Жекки увидела, как вновь разгораются, мрачно поблескивая, буравящие ее черные уголья. Лицо Грега при этом оставалось абсолютно бесстрастным, и от этого его общее выражение любому другому человеку на месте Жекки показалось бы крайне опасным. Но ее уже не занимало ни это выражение, ни угрожающий кварцевый блеск в его глазах. После того, как Грег произнес нечто, затронувшее Аболешева, внутри Жекки словно бы что-то оборвалось. Она не почувствовала ни особенной боли, ни даже мимолетного укола совести или чего-то подобного, просто жизнь всего ее существа за это мгновение сразу переключилась, перешла из одной половины сердца в другую. И теперь весь ее интерес, вся сосредоточенность ума и души обратились на Аболешева. Грег что-то знает про Аболешева, он дает понять, что знает о нем что-то такое, что ей не известно. Что же? Она сама еще не дала себе отчет в произошедшей с ней перемене, еще не вполне осознала новизну собственных ощущений, а Грег уже принял подчеркнуто отчужденный вид.

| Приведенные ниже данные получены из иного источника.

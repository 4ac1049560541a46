//! Change feed.
//!
//! The store publishes every committed insert and update on one broadcast
//! channel. A [`ChangeFeed`] is a subscriber's filtered view of it: only
//! events whose conversation id equals the subscribed id and whose kind is
//! in the subscribed set come through. A subscriber that falls behind the
//! channel is told how many events it lost so it can re-read the store.

use std::collections::HashSet;

use serde::{Deserialize, Serialize};
use tokio::sync::broadcast;
use tracing::warn;

use parley_shared::ChatId;

use crate::models::Message;

#[derive(Debug, Clone, Copy, Serialize, Deserialize, PartialEq, Eq, Hash)]
pub enum ChangeKind {
    Insert,
    Update,
}

impl ChangeKind {
    pub const ALL: [ChangeKind; 2] = [ChangeKind::Insert, ChangeKind::Update];
}

/// A committed change, carrying the record as stored afterwards.
#[derive(Debug, Clone, PartialEq, Eq)]
pub enum ChangeEvent {
    Insert(Message),
    Update(Message),
}

impl ChangeEvent {
    pub fn kind(&self) -> ChangeKind {
        match self {
            ChangeEvent::Insert(_) => ChangeKind::Insert,
            ChangeEvent::Update(_) => ChangeKind::Update,
        }
    }

    pub fn message(&self) -> &Message {
        match self {
            ChangeEvent::Insert(m) | ChangeEvent::Update(m) => m,
        }
    }

    pub fn chat_id(&self) -> ChatId {
        self.message().chat_id
    }
}

/// What a [`ChangeFeed`] yields.
#[derive(Debug, Clone, PartialEq, Eq)]
pub enum FeedItem {
    Change(ChangeEvent),
    /// Events were dropped before this subscriber read them. Any of them
    /// may have concerned the subscribed conversation.
    Lagged { skipped: u64 },
}

pub struct ChangeFeed {
    chat_id: ChatId,
    kinds: HashSet<ChangeKind>,
    rx: broadcast::Receiver<ChangeEvent>,
}

impl ChangeFeed {
    pub fn new(
        chat_id: ChatId,
        kinds: impl IntoIterator<Item = ChangeKind>,
        rx: broadcast::Receiver<ChangeEvent>,
    ) -> Self {
        Self {
            chat_id,
            kinds: kinds.into_iter().collect(),
            rx,
        }
    }

    pub fn chat_id(&self) -> ChatId {
        self.chat_id
    }

    /// Next matching event or lag notice, or `None` once the store is gone.
    pub async fn next(&mut self) -> Option<FeedItem> {
        loop {
            match self.rx.recv().await {
                Ok(event) => {
                    if event.chat_id() == self.chat_id && self.kinds.contains(&event.kind()) {
                        return Some(FeedItem::Change(event));
                    }
                }
                Err(broadcast::error::RecvError::Lagged(skipped)) => {
                    warn!(chat = %self.chat_id, skipped, "Change feed lagged");
                    return Some(FeedItem::Lagged { skipped });
                }
                Err(broadcast::error::RecvError::Closed) => return None,
            }
        }
    }
}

— Откуда вам это известно? — выдавила из себя Жекки, делая спасительный глоток воды.
— Самое забавное состоит в том, — произнес Грег, как всегда, в обычной для него манере легкого небрежения происходящим, лениво процеживая слова, — что вас интересует вовсе не то, откуда я мог узнать это, а то, что я узнал. Не так ли, моя дорогая?
— Да, да, конечно, Грег. Все так. Я иногда думаю, что про Аболешева вообще все вокруг знают что-то такое, чего не знаю я. Нелепо, да, понимаю, но…
— Возможно, так оно и есть.
— И что же такое узнали о нем вы?
— Знаете, что меня поражает в вас больше всего? — Ваше слепое упрямство или упрямая слепота, тут я не вижу, честно говоря, большой, разницы. Это качество не порок, не добродетель, и уж, само собой, не каприз или издержка дурного воспитания. Оно ваш природный стержень, первооснова натуры, если угодно, и, следовательно, я не смогу ему противостоять, не могу исправить, ни воспользоваться к выгоде для себя.
— При чем здесь моя натура, пожалуйста… — Жекки не понравилось, что голос зазвучал просительно, но «чувство Аболешева» делало свое дело, и она уже не могла не подчиняться ему. — Пожалуйста, поговорим, как вы хотели, серьезно и без этих ваших туманных отступлений.
— Вот-вот, не говорите после этого, что я не прав. Ну что же…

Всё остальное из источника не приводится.